§ Exercise:
Your task is to repeat the entries exactly from their first line through the line with "pub mod board;", and to stop there.

────────────────────

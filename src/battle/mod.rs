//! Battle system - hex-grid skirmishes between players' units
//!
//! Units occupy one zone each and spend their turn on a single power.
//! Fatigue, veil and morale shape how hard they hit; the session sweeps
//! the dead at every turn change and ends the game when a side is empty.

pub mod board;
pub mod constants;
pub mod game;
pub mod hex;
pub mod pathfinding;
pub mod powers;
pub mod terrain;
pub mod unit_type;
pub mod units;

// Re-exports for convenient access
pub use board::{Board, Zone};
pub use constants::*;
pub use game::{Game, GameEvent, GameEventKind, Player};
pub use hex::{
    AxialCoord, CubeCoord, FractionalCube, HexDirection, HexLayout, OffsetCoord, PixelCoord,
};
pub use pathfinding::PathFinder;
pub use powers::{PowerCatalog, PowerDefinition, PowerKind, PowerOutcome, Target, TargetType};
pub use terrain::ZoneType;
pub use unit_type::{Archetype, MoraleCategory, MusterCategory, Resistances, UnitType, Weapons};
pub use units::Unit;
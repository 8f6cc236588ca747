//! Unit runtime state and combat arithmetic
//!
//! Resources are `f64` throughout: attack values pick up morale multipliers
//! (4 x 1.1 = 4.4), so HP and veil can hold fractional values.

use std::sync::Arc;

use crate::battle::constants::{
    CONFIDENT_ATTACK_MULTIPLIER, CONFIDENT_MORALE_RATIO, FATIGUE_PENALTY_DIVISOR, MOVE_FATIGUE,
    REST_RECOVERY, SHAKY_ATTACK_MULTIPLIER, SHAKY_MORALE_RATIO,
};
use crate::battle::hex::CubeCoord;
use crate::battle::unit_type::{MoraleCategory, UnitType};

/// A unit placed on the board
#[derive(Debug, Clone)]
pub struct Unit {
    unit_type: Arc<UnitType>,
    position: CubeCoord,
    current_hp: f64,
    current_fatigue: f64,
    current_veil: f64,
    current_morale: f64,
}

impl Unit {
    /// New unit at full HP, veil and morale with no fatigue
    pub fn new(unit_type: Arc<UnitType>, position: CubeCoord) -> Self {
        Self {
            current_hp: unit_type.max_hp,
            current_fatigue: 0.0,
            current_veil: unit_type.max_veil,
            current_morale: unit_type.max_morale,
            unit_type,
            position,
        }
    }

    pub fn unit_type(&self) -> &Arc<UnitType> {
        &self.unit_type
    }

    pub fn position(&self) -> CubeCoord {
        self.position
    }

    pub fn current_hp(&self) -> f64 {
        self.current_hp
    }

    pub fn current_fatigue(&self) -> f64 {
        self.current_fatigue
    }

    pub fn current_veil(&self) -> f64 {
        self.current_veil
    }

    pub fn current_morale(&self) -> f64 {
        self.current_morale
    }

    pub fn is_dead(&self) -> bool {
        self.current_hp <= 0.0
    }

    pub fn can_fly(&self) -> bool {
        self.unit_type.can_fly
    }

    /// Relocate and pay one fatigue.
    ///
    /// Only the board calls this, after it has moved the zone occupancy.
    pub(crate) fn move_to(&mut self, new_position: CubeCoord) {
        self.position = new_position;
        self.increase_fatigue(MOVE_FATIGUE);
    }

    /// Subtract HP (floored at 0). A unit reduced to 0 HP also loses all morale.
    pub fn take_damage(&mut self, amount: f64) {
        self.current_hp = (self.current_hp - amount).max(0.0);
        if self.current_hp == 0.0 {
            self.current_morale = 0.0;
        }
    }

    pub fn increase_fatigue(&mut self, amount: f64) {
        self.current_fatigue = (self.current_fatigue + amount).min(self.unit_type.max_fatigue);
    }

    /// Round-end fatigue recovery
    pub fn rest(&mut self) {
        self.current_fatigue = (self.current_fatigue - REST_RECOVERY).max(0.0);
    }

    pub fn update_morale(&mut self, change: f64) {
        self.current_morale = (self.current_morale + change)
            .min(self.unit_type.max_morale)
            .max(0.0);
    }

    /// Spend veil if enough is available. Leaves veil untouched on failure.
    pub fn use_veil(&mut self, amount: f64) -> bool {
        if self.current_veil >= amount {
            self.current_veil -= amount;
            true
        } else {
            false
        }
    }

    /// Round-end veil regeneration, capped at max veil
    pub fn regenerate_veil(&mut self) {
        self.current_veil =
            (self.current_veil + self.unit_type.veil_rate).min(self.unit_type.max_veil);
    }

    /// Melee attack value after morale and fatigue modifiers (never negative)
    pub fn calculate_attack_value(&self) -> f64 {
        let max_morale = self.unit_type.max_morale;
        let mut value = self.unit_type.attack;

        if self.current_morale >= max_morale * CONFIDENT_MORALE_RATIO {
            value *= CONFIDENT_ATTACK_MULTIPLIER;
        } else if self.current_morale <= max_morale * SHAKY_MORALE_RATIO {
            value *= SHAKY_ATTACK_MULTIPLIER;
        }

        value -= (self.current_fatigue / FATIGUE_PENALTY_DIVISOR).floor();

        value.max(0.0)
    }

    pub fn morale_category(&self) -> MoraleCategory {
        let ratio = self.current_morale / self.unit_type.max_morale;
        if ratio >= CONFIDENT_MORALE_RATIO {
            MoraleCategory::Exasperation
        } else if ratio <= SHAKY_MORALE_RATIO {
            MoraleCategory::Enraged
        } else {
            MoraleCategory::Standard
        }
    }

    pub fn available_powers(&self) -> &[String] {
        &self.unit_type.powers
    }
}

────────────────────

§ Worked solution:
filename src/battle/mod.rs
//! Battle system - hex-grid skirmishes between players' units
//!
//! Units occupy one zone each and spend their turn on a single power.
//! Fatigue, veil and morale shape how hard they hit; the session sweeps
//! the dead at every turn change and ends the game when a side is empty.

pub mod board;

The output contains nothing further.